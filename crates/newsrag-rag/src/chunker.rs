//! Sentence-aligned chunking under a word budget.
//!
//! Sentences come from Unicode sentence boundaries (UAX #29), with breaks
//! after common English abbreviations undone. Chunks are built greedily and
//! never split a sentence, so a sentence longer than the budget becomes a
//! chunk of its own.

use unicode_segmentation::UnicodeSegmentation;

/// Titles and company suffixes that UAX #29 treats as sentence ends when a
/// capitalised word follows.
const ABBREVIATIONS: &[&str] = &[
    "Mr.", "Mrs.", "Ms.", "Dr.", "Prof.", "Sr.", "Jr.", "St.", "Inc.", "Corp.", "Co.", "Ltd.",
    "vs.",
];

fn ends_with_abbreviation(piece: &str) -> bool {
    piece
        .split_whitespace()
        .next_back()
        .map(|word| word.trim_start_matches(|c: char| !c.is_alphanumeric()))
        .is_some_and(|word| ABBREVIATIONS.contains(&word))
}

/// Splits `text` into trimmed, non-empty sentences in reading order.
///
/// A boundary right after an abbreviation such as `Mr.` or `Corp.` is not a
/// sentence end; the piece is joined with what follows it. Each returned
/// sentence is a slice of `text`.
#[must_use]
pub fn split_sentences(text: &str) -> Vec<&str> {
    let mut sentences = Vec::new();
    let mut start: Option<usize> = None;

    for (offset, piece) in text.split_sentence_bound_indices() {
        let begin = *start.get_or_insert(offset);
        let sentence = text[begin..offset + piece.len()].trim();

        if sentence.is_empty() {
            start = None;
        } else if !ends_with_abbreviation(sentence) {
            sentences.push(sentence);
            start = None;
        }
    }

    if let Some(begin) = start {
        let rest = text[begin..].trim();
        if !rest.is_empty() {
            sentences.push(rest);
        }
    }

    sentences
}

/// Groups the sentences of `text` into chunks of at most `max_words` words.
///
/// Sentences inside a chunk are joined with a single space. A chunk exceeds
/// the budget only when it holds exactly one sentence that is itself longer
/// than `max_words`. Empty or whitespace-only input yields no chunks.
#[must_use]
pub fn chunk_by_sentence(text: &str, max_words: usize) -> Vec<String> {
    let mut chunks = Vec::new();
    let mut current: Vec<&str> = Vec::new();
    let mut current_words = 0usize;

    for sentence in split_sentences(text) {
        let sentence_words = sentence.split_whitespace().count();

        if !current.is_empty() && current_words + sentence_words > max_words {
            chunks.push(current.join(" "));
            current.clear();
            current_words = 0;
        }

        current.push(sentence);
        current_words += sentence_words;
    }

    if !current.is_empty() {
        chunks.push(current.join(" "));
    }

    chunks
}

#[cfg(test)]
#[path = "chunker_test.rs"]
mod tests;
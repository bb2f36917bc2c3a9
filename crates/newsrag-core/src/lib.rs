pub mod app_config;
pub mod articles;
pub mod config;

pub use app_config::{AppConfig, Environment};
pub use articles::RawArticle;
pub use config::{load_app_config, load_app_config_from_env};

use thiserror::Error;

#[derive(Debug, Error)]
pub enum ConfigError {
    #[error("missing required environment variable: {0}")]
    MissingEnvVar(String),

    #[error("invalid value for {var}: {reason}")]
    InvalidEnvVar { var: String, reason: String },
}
* * *
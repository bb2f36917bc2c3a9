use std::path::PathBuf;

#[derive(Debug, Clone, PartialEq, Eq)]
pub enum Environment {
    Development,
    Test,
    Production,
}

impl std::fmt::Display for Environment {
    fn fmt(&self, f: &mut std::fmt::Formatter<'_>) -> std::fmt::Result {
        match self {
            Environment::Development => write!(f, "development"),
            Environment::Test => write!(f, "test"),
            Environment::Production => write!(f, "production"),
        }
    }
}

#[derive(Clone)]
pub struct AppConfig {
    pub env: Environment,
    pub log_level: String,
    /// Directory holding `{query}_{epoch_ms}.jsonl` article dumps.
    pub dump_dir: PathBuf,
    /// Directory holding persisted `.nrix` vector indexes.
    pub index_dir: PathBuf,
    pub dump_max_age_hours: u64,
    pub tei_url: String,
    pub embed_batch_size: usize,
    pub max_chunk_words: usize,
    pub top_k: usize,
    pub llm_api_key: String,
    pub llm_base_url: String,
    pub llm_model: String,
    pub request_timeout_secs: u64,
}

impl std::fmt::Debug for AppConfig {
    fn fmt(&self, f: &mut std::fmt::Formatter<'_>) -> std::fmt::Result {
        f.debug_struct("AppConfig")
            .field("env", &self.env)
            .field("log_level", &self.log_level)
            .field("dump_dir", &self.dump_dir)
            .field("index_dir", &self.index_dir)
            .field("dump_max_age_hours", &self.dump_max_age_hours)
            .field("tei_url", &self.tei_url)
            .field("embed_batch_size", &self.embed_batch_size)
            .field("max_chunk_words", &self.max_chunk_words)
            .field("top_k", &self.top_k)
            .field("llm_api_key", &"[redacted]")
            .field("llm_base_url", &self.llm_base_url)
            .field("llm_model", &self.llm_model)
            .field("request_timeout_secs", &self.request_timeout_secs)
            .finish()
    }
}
...
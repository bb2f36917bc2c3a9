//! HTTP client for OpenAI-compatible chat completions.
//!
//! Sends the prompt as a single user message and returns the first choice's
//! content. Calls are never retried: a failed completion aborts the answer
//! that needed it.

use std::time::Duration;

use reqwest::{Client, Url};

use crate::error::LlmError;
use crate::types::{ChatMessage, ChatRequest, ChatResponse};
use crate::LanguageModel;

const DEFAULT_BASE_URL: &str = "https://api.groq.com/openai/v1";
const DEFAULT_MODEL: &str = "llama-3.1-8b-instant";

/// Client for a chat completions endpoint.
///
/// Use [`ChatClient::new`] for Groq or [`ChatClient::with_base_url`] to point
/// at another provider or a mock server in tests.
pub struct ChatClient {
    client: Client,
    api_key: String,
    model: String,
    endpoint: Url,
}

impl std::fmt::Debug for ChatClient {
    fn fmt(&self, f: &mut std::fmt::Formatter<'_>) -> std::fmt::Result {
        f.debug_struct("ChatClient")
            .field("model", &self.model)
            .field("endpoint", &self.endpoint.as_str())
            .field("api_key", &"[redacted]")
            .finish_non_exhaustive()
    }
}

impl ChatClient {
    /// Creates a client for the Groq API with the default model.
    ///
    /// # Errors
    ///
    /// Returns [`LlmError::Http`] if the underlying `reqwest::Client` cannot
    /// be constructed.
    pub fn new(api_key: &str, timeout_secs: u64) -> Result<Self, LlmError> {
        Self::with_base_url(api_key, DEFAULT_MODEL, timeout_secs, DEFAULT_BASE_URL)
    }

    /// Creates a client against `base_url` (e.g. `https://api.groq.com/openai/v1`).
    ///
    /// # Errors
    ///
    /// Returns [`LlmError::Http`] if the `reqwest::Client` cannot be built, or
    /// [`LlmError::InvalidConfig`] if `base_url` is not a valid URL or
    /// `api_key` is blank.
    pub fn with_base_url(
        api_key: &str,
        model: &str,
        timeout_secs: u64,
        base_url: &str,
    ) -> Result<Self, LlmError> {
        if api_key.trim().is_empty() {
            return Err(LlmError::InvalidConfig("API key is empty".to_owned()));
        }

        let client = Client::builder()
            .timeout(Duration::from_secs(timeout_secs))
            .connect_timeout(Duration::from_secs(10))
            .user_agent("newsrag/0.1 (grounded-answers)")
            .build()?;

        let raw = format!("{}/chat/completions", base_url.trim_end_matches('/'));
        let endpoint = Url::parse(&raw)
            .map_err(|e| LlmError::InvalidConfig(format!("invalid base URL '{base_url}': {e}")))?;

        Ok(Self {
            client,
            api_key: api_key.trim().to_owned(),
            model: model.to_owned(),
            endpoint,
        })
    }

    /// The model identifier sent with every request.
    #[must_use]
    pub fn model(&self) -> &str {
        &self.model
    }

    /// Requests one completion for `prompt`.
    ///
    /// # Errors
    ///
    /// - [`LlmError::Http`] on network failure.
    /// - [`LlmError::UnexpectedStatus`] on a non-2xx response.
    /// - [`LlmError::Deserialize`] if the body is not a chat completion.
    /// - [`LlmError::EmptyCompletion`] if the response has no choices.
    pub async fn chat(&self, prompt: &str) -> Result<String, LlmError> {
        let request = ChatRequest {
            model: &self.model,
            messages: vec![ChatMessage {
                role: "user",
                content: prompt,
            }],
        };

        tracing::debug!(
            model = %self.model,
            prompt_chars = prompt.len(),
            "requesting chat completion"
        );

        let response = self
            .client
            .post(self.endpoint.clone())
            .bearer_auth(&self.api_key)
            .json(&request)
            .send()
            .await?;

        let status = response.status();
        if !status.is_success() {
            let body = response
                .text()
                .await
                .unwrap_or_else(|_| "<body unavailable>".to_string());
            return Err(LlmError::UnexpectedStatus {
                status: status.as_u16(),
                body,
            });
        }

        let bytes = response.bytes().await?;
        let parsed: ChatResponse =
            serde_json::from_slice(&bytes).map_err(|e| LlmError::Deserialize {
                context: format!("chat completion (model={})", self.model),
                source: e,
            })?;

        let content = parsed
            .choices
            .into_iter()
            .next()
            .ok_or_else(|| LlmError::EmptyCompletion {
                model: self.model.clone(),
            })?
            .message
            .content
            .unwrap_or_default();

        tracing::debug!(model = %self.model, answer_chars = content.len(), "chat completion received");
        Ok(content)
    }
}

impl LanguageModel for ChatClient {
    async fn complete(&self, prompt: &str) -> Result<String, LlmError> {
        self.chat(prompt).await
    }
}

Instructions to follow
Go through the material and report each line that holds the string "budget".

Result for this exercise
//! Sentence-aligned chunking under a word budget.
//! never split a sentence, so a sentence longer than the budget becomes a
/// the budget only when it holds exactly one sentence that is itself longer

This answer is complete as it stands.